*ASSIGNMENT*
Scan the records for the word "text". Report each line where it occurs.

*THE INPUT*
· · ·

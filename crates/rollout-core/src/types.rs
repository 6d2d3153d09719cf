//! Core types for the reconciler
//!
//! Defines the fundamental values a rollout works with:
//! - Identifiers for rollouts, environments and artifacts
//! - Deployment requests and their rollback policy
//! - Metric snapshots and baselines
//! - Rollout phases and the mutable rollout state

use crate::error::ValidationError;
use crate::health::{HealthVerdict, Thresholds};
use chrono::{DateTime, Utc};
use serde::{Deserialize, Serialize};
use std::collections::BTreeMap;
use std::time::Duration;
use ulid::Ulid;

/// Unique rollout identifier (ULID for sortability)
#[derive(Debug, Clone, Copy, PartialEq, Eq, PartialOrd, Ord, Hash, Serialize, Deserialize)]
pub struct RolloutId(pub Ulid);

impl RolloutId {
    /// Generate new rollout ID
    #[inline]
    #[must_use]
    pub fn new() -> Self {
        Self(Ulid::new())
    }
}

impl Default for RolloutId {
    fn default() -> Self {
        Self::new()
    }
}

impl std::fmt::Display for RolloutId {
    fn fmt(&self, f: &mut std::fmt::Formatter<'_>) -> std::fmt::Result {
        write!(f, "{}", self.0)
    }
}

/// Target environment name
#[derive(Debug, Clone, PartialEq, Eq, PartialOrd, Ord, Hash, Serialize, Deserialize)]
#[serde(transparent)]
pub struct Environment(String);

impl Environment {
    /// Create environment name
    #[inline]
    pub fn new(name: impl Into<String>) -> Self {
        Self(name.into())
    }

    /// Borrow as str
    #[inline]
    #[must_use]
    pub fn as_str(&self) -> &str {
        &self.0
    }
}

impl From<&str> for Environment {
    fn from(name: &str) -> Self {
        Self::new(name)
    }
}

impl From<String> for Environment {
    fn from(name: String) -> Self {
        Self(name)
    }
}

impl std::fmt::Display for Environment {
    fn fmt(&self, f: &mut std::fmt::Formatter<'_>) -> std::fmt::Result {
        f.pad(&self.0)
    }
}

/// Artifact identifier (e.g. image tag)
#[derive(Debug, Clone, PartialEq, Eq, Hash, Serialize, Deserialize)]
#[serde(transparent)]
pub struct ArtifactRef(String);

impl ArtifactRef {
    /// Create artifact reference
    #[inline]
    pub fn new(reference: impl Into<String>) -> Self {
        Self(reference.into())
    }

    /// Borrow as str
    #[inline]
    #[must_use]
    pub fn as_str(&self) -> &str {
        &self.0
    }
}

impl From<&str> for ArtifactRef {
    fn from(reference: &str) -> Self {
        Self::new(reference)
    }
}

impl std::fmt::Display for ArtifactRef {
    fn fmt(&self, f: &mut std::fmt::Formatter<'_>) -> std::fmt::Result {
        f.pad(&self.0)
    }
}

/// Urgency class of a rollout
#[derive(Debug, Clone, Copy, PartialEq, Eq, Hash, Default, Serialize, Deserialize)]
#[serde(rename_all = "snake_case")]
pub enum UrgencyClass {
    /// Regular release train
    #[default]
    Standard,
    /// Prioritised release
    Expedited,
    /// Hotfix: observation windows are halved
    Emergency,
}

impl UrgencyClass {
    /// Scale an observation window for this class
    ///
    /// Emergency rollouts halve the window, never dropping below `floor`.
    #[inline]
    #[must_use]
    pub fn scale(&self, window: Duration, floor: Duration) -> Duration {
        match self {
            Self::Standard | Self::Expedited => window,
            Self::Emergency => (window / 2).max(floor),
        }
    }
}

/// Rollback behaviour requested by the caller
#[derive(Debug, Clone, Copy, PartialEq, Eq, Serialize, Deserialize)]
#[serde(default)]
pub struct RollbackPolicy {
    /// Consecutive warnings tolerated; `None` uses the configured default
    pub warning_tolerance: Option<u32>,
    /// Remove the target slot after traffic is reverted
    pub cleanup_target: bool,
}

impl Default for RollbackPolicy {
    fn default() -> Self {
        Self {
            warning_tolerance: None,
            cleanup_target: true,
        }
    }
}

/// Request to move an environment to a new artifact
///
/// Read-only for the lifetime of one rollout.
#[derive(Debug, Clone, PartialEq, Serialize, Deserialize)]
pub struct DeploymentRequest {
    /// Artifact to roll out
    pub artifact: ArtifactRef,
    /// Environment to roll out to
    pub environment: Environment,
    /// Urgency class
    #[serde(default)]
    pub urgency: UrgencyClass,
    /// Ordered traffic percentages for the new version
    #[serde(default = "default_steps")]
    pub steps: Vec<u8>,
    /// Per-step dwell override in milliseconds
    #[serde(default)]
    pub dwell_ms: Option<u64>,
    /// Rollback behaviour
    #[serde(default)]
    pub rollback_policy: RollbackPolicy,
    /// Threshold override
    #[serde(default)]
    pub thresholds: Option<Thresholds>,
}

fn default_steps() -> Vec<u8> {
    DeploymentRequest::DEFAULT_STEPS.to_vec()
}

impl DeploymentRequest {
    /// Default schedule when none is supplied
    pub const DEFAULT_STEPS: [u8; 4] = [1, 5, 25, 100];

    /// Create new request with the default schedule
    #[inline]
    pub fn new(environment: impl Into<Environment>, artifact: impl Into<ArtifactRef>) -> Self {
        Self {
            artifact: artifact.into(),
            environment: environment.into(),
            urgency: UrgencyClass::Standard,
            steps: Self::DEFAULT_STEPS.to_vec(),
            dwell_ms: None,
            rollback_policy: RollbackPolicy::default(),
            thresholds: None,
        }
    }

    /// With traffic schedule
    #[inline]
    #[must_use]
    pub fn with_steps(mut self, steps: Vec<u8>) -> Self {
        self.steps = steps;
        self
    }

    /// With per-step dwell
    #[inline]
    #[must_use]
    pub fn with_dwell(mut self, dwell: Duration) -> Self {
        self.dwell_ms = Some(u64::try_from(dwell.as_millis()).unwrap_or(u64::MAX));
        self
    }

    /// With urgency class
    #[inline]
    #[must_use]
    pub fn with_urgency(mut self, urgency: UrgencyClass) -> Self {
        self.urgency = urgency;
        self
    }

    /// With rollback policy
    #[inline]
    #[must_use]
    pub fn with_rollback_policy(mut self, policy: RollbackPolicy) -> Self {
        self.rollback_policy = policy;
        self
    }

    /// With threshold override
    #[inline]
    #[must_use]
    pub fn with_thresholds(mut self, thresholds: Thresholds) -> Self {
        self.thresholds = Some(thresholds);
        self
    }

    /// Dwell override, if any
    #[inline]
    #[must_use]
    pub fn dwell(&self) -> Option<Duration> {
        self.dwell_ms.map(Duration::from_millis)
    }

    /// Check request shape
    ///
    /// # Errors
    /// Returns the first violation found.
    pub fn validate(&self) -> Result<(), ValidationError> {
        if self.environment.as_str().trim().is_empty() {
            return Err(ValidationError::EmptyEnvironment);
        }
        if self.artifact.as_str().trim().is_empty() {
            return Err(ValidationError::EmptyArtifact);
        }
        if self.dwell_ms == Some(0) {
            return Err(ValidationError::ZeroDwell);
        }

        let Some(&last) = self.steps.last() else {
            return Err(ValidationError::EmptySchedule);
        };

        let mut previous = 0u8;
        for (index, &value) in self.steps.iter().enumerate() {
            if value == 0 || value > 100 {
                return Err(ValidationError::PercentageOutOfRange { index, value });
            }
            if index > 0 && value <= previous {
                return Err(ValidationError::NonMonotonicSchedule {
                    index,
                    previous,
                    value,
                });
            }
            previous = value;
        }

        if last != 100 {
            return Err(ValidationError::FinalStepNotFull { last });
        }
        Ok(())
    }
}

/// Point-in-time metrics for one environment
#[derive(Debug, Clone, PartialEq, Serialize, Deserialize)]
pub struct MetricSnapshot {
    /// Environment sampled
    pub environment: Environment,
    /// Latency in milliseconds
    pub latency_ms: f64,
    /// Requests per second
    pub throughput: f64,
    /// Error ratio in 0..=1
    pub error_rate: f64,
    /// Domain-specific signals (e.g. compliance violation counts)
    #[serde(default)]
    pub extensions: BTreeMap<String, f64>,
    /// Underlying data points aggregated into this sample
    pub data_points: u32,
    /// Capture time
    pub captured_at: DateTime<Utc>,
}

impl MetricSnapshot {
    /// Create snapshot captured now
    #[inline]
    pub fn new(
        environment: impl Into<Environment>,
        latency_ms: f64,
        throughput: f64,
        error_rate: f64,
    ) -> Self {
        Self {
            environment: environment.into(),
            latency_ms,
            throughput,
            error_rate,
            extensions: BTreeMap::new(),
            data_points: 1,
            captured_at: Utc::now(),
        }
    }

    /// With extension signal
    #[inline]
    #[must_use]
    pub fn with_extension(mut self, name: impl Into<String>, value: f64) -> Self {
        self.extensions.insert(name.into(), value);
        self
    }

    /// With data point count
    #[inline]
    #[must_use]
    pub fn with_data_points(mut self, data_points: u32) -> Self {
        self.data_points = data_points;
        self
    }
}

· · ·

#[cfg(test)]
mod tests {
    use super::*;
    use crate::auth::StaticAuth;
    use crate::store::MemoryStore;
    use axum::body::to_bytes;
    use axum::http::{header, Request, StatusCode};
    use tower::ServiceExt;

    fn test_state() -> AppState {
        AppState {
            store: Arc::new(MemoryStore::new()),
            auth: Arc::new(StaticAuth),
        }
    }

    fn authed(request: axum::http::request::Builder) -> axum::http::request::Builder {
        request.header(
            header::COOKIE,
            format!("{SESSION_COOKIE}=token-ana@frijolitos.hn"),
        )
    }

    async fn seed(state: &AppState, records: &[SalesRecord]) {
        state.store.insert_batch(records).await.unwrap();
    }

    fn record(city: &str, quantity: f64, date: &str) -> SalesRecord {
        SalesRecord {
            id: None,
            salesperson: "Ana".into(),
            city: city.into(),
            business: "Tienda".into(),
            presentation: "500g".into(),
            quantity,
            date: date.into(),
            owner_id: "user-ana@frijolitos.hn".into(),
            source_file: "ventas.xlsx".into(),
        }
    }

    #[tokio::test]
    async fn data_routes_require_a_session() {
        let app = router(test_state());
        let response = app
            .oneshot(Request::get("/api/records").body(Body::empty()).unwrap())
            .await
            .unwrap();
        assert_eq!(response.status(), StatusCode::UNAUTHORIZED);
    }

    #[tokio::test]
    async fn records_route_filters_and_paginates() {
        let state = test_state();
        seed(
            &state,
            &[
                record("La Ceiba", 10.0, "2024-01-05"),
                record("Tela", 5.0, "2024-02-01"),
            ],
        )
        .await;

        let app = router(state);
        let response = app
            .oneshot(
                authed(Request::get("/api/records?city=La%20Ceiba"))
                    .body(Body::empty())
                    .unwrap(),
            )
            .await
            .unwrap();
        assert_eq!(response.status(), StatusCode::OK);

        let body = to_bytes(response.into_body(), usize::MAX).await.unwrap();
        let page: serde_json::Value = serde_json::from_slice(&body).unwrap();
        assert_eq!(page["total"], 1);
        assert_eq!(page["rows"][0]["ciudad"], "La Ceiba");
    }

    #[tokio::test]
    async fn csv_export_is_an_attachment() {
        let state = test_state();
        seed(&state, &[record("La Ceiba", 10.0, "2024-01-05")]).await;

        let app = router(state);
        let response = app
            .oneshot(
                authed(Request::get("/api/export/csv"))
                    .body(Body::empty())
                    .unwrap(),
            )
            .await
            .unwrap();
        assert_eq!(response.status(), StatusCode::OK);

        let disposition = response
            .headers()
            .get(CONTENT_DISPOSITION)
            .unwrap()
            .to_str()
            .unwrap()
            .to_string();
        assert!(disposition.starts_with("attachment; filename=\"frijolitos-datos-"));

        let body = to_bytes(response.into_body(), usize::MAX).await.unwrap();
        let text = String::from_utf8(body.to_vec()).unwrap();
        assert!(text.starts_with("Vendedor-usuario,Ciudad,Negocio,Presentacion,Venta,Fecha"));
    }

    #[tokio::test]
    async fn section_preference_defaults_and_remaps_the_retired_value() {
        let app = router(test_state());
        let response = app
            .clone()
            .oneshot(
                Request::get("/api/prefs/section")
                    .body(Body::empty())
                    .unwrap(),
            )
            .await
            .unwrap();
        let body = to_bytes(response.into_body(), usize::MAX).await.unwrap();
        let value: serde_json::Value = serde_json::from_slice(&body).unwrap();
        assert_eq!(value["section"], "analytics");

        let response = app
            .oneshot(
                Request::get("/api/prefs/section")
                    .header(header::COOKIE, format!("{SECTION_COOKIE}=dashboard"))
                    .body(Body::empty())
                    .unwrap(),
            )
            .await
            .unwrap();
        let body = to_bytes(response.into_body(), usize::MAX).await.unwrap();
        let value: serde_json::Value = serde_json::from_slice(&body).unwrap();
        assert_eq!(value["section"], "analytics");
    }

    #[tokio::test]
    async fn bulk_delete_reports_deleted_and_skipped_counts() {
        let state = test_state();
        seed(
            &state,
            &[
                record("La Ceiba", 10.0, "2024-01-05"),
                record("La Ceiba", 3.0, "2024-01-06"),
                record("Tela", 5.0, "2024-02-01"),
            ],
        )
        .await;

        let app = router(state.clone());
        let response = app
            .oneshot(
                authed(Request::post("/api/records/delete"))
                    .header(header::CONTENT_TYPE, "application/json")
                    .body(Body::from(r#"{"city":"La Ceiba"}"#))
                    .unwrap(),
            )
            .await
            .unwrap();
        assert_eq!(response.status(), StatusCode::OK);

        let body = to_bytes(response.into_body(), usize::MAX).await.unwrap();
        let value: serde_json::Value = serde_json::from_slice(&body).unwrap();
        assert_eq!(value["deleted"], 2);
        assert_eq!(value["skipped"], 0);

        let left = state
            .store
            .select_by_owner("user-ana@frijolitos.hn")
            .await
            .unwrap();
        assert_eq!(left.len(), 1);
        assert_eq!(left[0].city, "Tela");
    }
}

· · ·

*EXERCISE OUTPUT*
        let text = String::from_utf8(body.to_vec()).unwrap();
        assert!(text.starts_with("Vendedor-usuario,Ciudad,Negocio,Presentacion,Venta,Fecha"));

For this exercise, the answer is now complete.